Records contained in a dataset:
"""
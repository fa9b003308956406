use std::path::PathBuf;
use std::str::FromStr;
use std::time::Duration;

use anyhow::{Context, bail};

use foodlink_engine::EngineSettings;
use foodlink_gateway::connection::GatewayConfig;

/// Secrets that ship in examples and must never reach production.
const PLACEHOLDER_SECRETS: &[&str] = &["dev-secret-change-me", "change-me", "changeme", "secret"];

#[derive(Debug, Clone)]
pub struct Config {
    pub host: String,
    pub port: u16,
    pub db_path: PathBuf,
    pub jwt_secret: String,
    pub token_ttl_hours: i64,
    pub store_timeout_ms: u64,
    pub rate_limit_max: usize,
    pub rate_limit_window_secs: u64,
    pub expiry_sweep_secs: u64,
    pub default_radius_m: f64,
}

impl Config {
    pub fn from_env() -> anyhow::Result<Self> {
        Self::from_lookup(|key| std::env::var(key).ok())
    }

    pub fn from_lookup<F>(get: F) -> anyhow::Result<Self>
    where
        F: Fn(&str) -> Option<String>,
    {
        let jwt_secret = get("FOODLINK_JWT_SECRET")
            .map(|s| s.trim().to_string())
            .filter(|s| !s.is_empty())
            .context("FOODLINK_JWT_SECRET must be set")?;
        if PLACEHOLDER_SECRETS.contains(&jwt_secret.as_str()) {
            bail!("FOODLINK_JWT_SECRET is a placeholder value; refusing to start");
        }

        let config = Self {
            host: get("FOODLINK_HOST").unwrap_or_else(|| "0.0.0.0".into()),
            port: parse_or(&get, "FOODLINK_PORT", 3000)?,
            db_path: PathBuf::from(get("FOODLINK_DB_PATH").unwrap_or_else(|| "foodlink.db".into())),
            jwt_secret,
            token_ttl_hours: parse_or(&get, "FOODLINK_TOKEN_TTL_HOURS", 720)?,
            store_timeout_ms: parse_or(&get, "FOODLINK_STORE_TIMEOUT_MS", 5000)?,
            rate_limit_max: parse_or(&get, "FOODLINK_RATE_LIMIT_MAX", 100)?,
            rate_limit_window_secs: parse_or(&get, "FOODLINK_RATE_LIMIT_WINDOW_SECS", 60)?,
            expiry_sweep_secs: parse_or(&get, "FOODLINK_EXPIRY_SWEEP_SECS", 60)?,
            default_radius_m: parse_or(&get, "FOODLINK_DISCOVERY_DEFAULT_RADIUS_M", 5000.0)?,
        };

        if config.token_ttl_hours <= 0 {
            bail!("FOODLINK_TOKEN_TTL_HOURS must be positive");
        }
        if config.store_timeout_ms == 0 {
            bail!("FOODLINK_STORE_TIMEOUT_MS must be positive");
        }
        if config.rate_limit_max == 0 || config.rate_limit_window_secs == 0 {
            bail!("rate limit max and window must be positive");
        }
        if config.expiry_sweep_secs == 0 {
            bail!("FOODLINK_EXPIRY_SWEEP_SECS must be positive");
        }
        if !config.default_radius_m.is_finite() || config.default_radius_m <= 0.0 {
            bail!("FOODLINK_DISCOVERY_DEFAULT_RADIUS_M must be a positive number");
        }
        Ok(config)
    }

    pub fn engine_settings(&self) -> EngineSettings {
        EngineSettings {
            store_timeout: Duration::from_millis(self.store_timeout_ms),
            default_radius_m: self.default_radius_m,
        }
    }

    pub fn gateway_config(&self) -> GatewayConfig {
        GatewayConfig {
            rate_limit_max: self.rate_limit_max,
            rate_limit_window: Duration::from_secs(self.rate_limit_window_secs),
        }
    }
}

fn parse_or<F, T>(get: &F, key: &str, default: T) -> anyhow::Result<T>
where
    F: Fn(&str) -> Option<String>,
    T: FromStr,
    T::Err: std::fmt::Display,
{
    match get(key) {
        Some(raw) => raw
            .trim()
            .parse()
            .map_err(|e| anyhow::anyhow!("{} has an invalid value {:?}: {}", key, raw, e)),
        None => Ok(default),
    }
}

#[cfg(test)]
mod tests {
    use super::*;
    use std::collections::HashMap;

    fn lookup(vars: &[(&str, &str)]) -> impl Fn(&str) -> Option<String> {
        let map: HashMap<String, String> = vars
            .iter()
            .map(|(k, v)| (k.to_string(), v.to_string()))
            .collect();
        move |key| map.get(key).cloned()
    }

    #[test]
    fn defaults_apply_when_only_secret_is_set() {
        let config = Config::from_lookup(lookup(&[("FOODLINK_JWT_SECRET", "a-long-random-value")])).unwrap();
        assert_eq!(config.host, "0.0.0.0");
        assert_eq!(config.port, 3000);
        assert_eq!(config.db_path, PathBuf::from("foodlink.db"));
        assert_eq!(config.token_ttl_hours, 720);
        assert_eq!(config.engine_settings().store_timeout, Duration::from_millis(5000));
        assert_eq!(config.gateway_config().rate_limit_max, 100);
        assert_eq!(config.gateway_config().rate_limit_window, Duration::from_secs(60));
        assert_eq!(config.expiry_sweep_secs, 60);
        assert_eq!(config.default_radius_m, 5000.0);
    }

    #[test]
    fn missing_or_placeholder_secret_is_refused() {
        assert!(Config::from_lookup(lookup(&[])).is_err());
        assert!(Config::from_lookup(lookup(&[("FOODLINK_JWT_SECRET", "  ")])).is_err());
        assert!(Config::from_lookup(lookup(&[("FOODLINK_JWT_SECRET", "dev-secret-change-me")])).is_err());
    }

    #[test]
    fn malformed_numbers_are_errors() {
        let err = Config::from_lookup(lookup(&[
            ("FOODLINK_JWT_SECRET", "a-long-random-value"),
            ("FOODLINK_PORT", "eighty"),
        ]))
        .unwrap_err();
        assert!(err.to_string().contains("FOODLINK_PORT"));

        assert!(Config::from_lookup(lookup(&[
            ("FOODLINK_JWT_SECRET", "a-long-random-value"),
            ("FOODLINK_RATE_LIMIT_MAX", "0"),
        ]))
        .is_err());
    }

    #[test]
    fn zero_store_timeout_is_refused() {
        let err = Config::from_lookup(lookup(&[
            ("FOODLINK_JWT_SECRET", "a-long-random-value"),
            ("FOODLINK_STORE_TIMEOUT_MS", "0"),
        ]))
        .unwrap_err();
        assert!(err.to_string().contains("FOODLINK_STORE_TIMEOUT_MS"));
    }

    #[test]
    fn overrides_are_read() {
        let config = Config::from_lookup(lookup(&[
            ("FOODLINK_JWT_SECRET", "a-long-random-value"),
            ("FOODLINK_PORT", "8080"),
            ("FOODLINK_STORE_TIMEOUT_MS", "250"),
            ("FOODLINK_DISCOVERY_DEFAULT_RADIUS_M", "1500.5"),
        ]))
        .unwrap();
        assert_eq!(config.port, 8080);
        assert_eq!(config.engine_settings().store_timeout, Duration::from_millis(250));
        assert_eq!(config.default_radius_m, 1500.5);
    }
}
"""
▸ WORK INSTRUCTIONS
Output all the lines above. Keep each one exact.

▸ OUTPUT OF THE EXERCISE
repository fa9b003308956406
use std::path::PathBuf;
use std::str::FromStr;
use std::time::Duration;

use anyhow::{Context, bail};

use foodlink_engine::EngineSettings;
use foodlink_gateway::connection::GatewayConfig;

/// Secrets that ship in examples and must never reach production.
const PLACEHOLDER_SECRETS: &[&str] = &["dev-secret-change-me", "change-me", "changeme", "secret"];

#[derive(Debug, Clone)]
pub struct Config {
    pub host: String,
    pub port: u16,
    pub db_path: PathBuf,
    pub jwt_secret: String,
    pub token_ttl_hours: i64,
    pub store_timeout_ms: u64,
    pub rate_limit_max: usize,
    pub rate_limit_window_secs: u64,
    pub expiry_sweep_secs: u64,
    pub default_radius_m: f64,
}

impl Config {
    pub fn from_env() -> anyhow::Result<Self> {
        Self::from_lookup(|key| std::env::var(key).ok())
    }

    pub fn from_lookup<F>(get: F) -> anyhow::Result<Self>
    where
        F: Fn(&str) -> Option<String>,
    {
        let jwt_secret = get("FOODLINK_JWT_SECRET")
            .map(|s| s.trim().to_string())
            .filter(|s| !s.is_empty())
            .context("FOODLINK_JWT_SECRET must be set")?;
        if PLACEHOLDER_SECRETS.contains(&jwt_secret.as_str()) {
            bail!("FOODLINK_JWT_SECRET is a placeholder value; refusing to start");
        }

        let config = Self {
            host: get("FOODLINK_HOST").unwrap_or_else(|| "0.0.0.0".into()),
            port: parse_or(&get, "FOODLINK_PORT", 3000)?,
            db_path: PathBuf::from(get("FOODLINK_DB_PATH").unwrap_or_else(|| "foodlink.db".into())),
            jwt_secret,
            token_ttl_hours: parse_or(&get, "FOODLINK_TOKEN_TTL_HOURS", 720)?,
            store_timeout_ms: parse_or(&get, "FOODLINK_STORE_TIMEOUT_MS", 5000)?,
            rate_limit_max: parse_or(&get, "FOODLINK_RATE_LIMIT_MAX", 100)?,
            rate_limit_window_secs: parse_or(&get, "FOODLINK_RATE_LIMIT_WINDOW_SECS", 60)?,
            expiry_sweep_secs: parse_or(&get, "FOODLINK_EXPIRY_SWEEP_SECS", 60)?,
            default_radius_m: parse_or(&get, "FOODLINK_DISCOVERY_DEFAULT_RADIUS_M", 5000.0)?,
        };

        if config.token_ttl_hours <= 0 {
            bail!("FOODLINK_TOKEN_TTL_HOURS must be positive");
        }
        if config.store_timeout_ms == 0 {
            bail!("FOODLINK_STORE_TIMEOUT_MS must be positive");
        }
        if config.rate_limit_max == 0 || config.rate_limit_window_secs == 0 {
            bail!("rate limit max and window must be positive");
        }
        if config.expiry_sweep_secs == 0 {
            bail!("FOODLINK_EXPIRY_SWEEP_SECS must be positive");
        }
        if !config.default_radius_m.is_finite() || config.default_radius_m <= 0.0 {
            bail!("FOODLINK_DISCOVERY_DEFAULT_RADIUS_M must be a positive number");
        }
        Ok(config)
    }

    pub fn engine_settings(&self) -> EngineSettings {
        EngineSettings {
            store_timeout: Duration::from_millis(self.store_timeout_ms),
            default_radius_m: self.default_radius_m,
        }
    }

    pub fn gateway_config(&self) -> GatewayConfig {
        GatewayConfig {
            rate_limit_max: self.rate_limit_max,
            rate_limit_window: Duration::from_secs(self.rate_limit_window_secs),
        }
    }
}

fn parse_or<F, T>(get: &F, key: &str, default: T) -> anyhow::Result<T>
where
    F: Fn(&str) -> Option<String>,
    T: FromStr,
    T::Err: std::fmt::Display,
{
    match get(key) {
        Some(raw) => raw
            .trim()
            .parse()
            .map_err(|e| anyhow::anyhow!("{} has an invalid value {:?}: {}", key, raw, e)),
        None => Ok(default),
    }
}

#[cfg(test)]
mod tests {
    use super::*;
    use std::collections::HashMap;

    fn lookup(vars: &[(&str, &str)]) -> impl Fn(&str) -> Option<String> {
        let map: HashMap<String, String> = vars
            .iter()
            .map(|(k, v)| (k.to_string(), v.to_string()))
            .collect();
        move |key| map.get(key).cloned()
    }

    #[test]
    fn defaults_apply_when_only_secret_is_set() {
        let config = Config::from_lookup(lookup(&[("FOODLINK_JWT_SECRET", "a-long-random-value")])).unwrap();
        assert_eq!(config.host, "0.0.0.0");
        assert_eq!(config.port, 3000);
        assert_eq!(config.db_path, PathBuf::from("foodlink.db"));
        assert_eq!(config.token_ttl_hours, 720);
        assert_eq!(config.engine_settings().store_timeout, Duration::from_millis(5000));
        assert_eq!(config.gateway_config().rate_limit_max, 100);
        assert_eq!(config.gateway_config().rate_limit_window, Duration::from_secs(60));
        assert_eq!(config.expiry_sweep_secs, 60);
        assert_eq!(config.default_radius_m, 5000.0);
    }

    #[test]
    fn missing_or_placeholder_secret_is_refused() {
        assert!(Config::from_lookup(lookup(&[])).is_err());
        assert!(Config::from_lookup(lookup(&[("FOODLINK_JWT_SECRET", "  ")])).is_err());
        assert!(Config::from_lookup(lookup(&[("FOODLINK_JWT_SECRET", "dev-secret-change-me")])).is_err());
    }

    #[test]
    fn malformed_numbers_are_errors() {
        let err = Config::from_lookup(lookup(&[
            ("FOODLINK_JWT_SECRET", "a-long-random-value"),
            ("FOODLINK_PORT", "eighty"),
        ]))
        .unwrap_err();
        assert!(err.to_string().contains("FOODLINK_PORT"));

        assert!(Config::from_lookup(lookup(&[
            ("FOODLINK_JWT_SECRET", "a-long-random-value"),
            ("FOODLINK_RATE_LIMIT_MAX", "0"),
        ]))
        .is_err());
    }

    #[test]
    fn zero_store_timeout_is_refused() {
        let err = Config::from_lookup(lookup(&[
            ("FOODLINK_JWT_SECRET", "a-long-random-value"),
            ("FOODLINK_STORE_TIMEOUT_MS", "0"),
        ]))
        .unwrap_err();
        assert!(err.to_string().contains("FOODLINK_STORE_TIMEOUT_MS"));
    }

    #[test]
    fn overrides_are_read() {
        let config = Config::from_lookup(lookup(&[
            ("FOODLINK_JWT_SECRET", "a-long-random-value"),
            ("FOODLINK_PORT", "8080"),
            ("FOODLINK_STORE_TIMEOUT_MS", "250"),
            ("FOODLINK_DISCOVERY_DEFAULT_RADIUS_M", "1500.5"),
        ]))
        .unwrap();
        assert_eq!(config.port, 8080);
        assert_eq!(config.engine_settings().store_timeout, Duration::from_millis(250));
        assert_eq!(config.default_radius_m, 1500.5);
    }
}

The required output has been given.